À l'instant précis où une goutte de cire tomba, la permission vint de l'intérieur.
Olive poussa le chariot dans la pièce.
Depuis la blessure à ses yeux, le duc ne sortait plus guère de son bureau. Il ne se rendait à sa chambre qu'une ou deux fois par mois.
« Votre Grâce. Il faut absolument que vous dormiez aujourd'hui. Vous n'avez pas dormi depuis des jours. »
« Vous croyez que boire du vin m'aidera à dormir ? »
On sentait la lassitude dans la voix du duc, qui avait reconnu le vin à sa seule odeur.
Aucun vassal ne plaint son seigneur. Mais le voir incapable de dormir depuis plus d'une semaine lui faisait de la peine.
« Je l'ai apporté parce que Marin a dit que cela pourrait aider. »
« Intérimaire ? »
« Oui. Sa mère en buvait et elle s'endormait. »
« Intérimaire ? »
« Elle a fini sa journée. »
Olive versa le vin et posa le verre sur le bureau le plus silencieusement possible.
Pour une fois, le duc prit le verre de bon gré.
« À propos de Marin. »
« ... »
Le silence du duc signifiait d'ordinaire qu'il fallait poursuivre.
« Je ne crois pas que ce soit une roturière. »
« ... »
« Elle sait lire, sa mère buvait un vin coûteux que les roturiers n'ont pas, et sa façon de saisir une tasse de thé était exactement celle d'une dame noble. »
« C'est donc une espionne ? »
Un plaisir subtil perçait dans la voix du duc.
'Souhaite-t-il que Marin soit une espionne ? Elle est assurément de celles qui peuvent aider Sa Grâce.'
Olive répondit honnêtement, le coeur partagé.

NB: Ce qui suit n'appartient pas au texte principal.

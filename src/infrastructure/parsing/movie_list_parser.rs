//! Listing page parser
//!
//! Locates every listing entry on a page and hands each to the
//! [`MovieItemExtractor`]. An empty result is not an error here; the
//! crawler decides what an empty page means.

use super::movie_item_extractor::compile_selector;
use super::{ContextualParser, MovieItemExtractor, MovieListSelectors, ParseContext, ParsingResult};
use crate::domain::movie::MovieRecord;
use scraper::{Html, Selector};
use tracing::{debug, warn};

/// Parser for extracting chart entries from listing pages
#[derive(Debug)]
pub struct MovieListParser {
    entry_selector: Selector,
    extractor: MovieItemExtractor,
}

impl MovieListParser {
    /// Create a parser with the default chart selectors
    pub fn new() -> ParsingResult<Self> {
        Self::with_config(&MovieListSelectors::default())
    }

    /// Create parser with custom selector configuration
    pub fn with_config(selectors: &MovieListSelectors) -> ParsingResult<Self> {
        Ok(Self {
            entry_selector: compile_selector("entry", &selectors.entry)?,
            extractor: MovieItemExtractor::with_config(selectors)?,
        })
    }

    /// Parse a raw page body
    pub fn parse_page(&self, body: &str, context: &ParseContext) -> Vec<MovieRecord> {
        let document = Html::parse_document(body);
        self.parse_with_context(&document, context)
    }
}

impl ContextualParser for MovieListParser {
    type Output = Vec<MovieRecord>;
    type Context = ParseContext;

    fn parse_with_context(&self, html: &Html, context: &Self::Context) -> Self::Output {
        let records: Vec<MovieRecord> = html
            .select(&self.entry_selector)
            .map(|entry| self.extractor.extract(&entry))
            .collect();

        debug!(
            "Parsed {} entries from page {} (start={})",
            records.len(),
            context.page_index + 1,
            context.offset
        );

        if !records.is_empty() && records.len() != context.expected_entries as usize {
            warn!(
                "Page {} returned {} entries, expected {}",
                context.page_index + 1,
                records.len(),
                context.expected_entries
            );
        }

        records
    }
}
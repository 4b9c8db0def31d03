//! Parsing error re-export

pub use crate::infrastructure::parsing_error::{ParsingError, ParsingResult};
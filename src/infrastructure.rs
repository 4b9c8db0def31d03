//! Infrastructure layer for HTTP fetching, HTML parsing and CSV export

pub mod config; // Configuration constants and loading
pub mod crawling; // Sequential page crawler
pub mod csv_export;
pub mod logging; // Logging infrastructure
pub mod parsing; // Listing page parsing
pub mod parsing_error;
pub mod simple_http_client;

// Re-export commonly used items
pub use config::{AppConfig, ConfigManager, CrawlerConfig, ExportConfig, LoggingConfig};
pub use crawling::{CrawlOutcome, CrawlSummary, PageOutcome, PageSource, Top250Crawler};
pub use csv_export::{CsvExporter, ExportError};
pub use logging::{get_log_directory, init_logging_with_config};
pub use parsing::{MovieItemExtractor, MovieListParser, MovieListSelectors, ParsingError, ParsingResult};
pub use simple_http_client::{FetchError, HttpClient};
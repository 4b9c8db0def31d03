//! Parsing configuration for HTML extraction
//!
//! Centralized CSS selectors for the chart listing pages.

use serde::{Deserialize, Serialize};

/// CSS selectors for chart listing pages
#[derive(Debug, Clone, PartialEq, Eq, Serialize, Deserialize)]
#[serde(default)]
pub struct MovieListSelectors {
    /// One listing entry (a single ranked movie)
    pub entry: String,

    /// Title spans; there may be several (release title plus alternates)
    pub title: String,

    /// "Other names" span
    pub original_title: String,

    /// Info paragraph (director, cast, year, country, genre)
    pub info: String,

    /// Rating number
    pub rating: String,

    /// Candidate spans for the rating count display
    pub rating_count: String,

    /// Marker that identifies the rating count span ("rated by N people")
    pub rating_count_marker: String,

    /// Short quote
    pub quote: String,
}

impl Default for MovieListSelectors {
    fn default() -> Self {
        Self {
            entry: "div.item".to_string(),
            title: "div.hd span.title".to_string(),
            original_title: "div.hd span.other".to_string(),
            info: "div.bd p:not(.quote)".to_string(),
            rating: "span.rating_num".to_string(),
            rating_count: "div.bd div > span".to_string(),
            rating_count_marker: "人评价".to_string(),
            quote: "p.quote span".to_string(),
        }
    }
}
mod categories;
mod channels;
mod comments;
mod keys;
mod likes;
mod messages;
mod posts;
mod subscriptions;
mod users;

pub use categories::CategoryLink;

use rusqlite::Row;

use crate::models::ShortUserRow;

/// Columns read by [`short_user_at`], for a `users` table aliased as `u`.
pub(crate) const SHORT_USER_COLUMNS: &str =
    "u.id, u.email, u.first_name, u.last_name, u.online, u.image_url, u.last_active";

/// Reads the seven [`SHORT_USER_COLUMNS`] starting at `start`.
pub(crate) fn short_user_at(row: &Row<'_>, start: usize) -> rusqlite::Result<ShortUserRow> {
    Ok(ShortUserRow {
        id: row.get(start)?,
        email: row.get(start + 1)?,
        first_name: row.get(start + 2)?,
        last_name: row.get(start + 3)?,
        online: row.get(start + 4)?,
        image_url: row.get(start + 5)?,
        last_active: row.get(start + 6)?,
    })
}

« J'ignore si c'est une espionne, mais il semble nécessaire d'enquêter. »
« C'est déjà fait. »
« Je comprends. »
Olive posa l'assiette de fromage et le vin sur le bureau et recula d'un pas.
« Vous ne demandez rien de plus ? »
« S'il y a quelque chose que je dois savoir, Votre Grâce me le dira. »
Olive attendit tranquillement, un sourire doux aux lèvres.
« Tss. »
Le duc claqua la langue à voix basse, comme mécontent.
« Pas une espionne : une demoiselle d'une famille de barons ruinée. »
Olive pinça les lèvres.
« Je vois. Son objectif est-il l'argent, ou bien Votre Grâce ? »
« Moi ? »
« Oui. Ruinée ou non, elle reste une dame noble : elle pourrait vous viser. »
« Je ne crois pas qu'elle en veuille à ma vie... »
« Le mariage. C'est la première fois qu'une dame noble s'approche de cette manière. »
« L'Intérimaire est si tentante que cela ? »
Olive réfléchit un moment avant d'ouvrir la bouche.
« Hum... elle est plutôt du genre mignonne. »
« Olive. »
Le duc l'appela d'une voix grave.
« Oui. »
« Cessez de dire des sottises et sortez. »
« Bien. Reposez-vous. »
Une fois Olive disparu comme le vent, Gerald but une gorgée de vin.
Ses papilles trop longtemps bridées explosèrent dans sa bouche.
Acide. Sucré. Âpre. Vif. Terreux. Jusqu'au goût ténu de l'eau enfouie au fond du vin.
« Ce n'est pas mauvais, après si longtemps. »
'Quelle femme étrange.'
Olive, qui arborait toujours un sourire aimable, était en réalité plus méfiant que quiconque. Et pourtant, malgré ses soupçons, il ne semblait pas se méfier d'elle.
'Une femme que tout le monde apprécie...'
'N'est-ce pas là la vertu d'une vraie espionne ?'
Ses ennemis étaient passés à côté d'une excellente espionne.